Camminando a zig zag sulla frana camuffata il giardino felice inciampa, è la fine della frescura, la corolla di ogni fiore s’inchina al comando del folle. Elsa e Adele Conforti legate da un segreto avvolto nel nastro di seta giallo, decidono di far esplodere la verità per inseguire il desiderio di risanare il rapporto. L’unica sarta in grado di rammendare l’anima lacerata è la distanza.

Non esiste bivio che permette l’incontro, all’alba il suo piano è fare a fette il destino, poi la sera svenderlo una porzione dopo l’altra alla direzione sbagliata. L’affascinante Vittorio si muove orgoglioso di incarnare il respiro delle due sorelle ma l’arroganza è sempre un precipizio annunciato, una mattina benedetta da un sole giusto, dall’altezza della sua boria, Vittorio scompare dal mondo. I modi eleganti del mostro fanno inorridire i posteri venuti a conoscenza della storia che, sebbene sia offerta all’ascolto mezzo secolo dopo, suscita sgomento per una ragnatela tessuta e demolita da spasmi infernali.

Una distrazione fatale, le disgrazie a volte sono urgenti, accorrono a medicare ferite senza sangue, il volo della libertà atterra sulla vita di Elsa e Adele Conforti. L’istinto di salvezza nasce con la prima cellula dell’uomo, impedire la disgrazia, perché? Due donne, due sorelle, due rivali, un silenzio complice per sottrarsi al Vittorio che non vuole perdere.
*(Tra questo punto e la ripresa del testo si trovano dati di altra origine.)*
//! Increment, decrement and unary minus mutators.

use tree_sitter::Node;

use crate::mutation::mutator::{MutationContext, Mutator};
use crate::mutation::Mutation;
use crate::parser::children;

/// Operand and `++`/`--` token of an update expression.
fn update_parts(node: Node<'_>) -> Option<(Node<'_>, Node<'_>)> {
    let operand = node.named_child(0)?;
    let op = children(&node)
        .into_iter()
        .find(|c| matches!(c.kind(), "++" | "--"))?;
    Some((operand, op))
}

/// Drops `++`/`--`, leaving the bare operand.
pub struct RemoveIncrementsMutator;

impl Mutator for RemoveIncrementsMutator {
    fn name(&self) -> &'static str {
        "RemoveIncrementsMutator"
    }

    fn description(&self) -> &'static str {
        "Replaces x++, x--, ++x and --x with x"
    }

    fn visit_update_expression(&self, ctx: &MutationContext<'_>, node: Node<'_>) -> Vec<Mutation> {
        update_parts(node)
            .and_then(|(operand, _)| ctx.replace(self, &node, ctx.text(&operand)))
            .into_iter()
            .collect()
    }
}

/// Turns increments into decrements and back.
pub struct IncrementMutator;

impl Mutator for IncrementMutator {
    fn name(&self) -> &'static str {
        "IncrementMutator"
    }

    fn description(&self) -> &'static str {
        "Replaces ++ with -- and back"
    }

    fn visit_update_expression(&self, ctx: &MutationContext<'_>, node: Node<'_>) -> Vec<Mutation> {
        update_parts(node)
            .and_then(|(_, op)| {
                let replacement = if op.kind() == "++" { "--" } else { "++" };
                ctx.replace(self, &op, replacement)
            })
            .into_iter()
            .collect()
    }
}

/// Removes a unary minus.
pub struct InvertNegativesMutator;

impl Mutator for InvertNegativesMutator {
    fn name(&self) -> &'static str {
        "InvertNegativesMutator"
    }

    fn description(&self) -> &'static str {
        "Replaces -x with x"
    }

    fn visit_unary_expression(&self, ctx: &MutationContext<'_>, node: Node<'_>) -> Vec<Mutation> {
        let is_minus = node
            .child_by_field_name("operator")
            .is_some_and(|op| ctx.text(&op) == "-");
        if !is_minus {
            return Vec::new();
        }
        node.child_by_field_name("operand")
            .and_then(|operand| ctx.replace(self, &node, ctx.text(&operand)))
            .into_iter()
            .collect()
    }
}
Basta uno sguardo d’intesa per deliberare il consenso. La femminilità sfigurata ritorna a fiorire sulle ceneri sveglie dal giorno in cui il vulcano si è spento da solo, pioggia di lapilli a forma di croce portano via le vessazioni maligne.

Germogli di rose per ancora un’alba. Profumi da godere in ogni angolo del mondo, da Roma a Istanbul i chilometri aiutano il perdono a trovare la strada della nuova dimensione di Adele, dopo cinquant’anni e un giorno dal tetto celeste una nuova stella sorride a Elsa. Capita che la scossa di un terremoto estraneo alla terra svegli l’epicentro del respiro, individuarlo è semplice, basta seguire la scía del profumo che vale, goccia dopo goccia, condiviso da un per sempre insieme.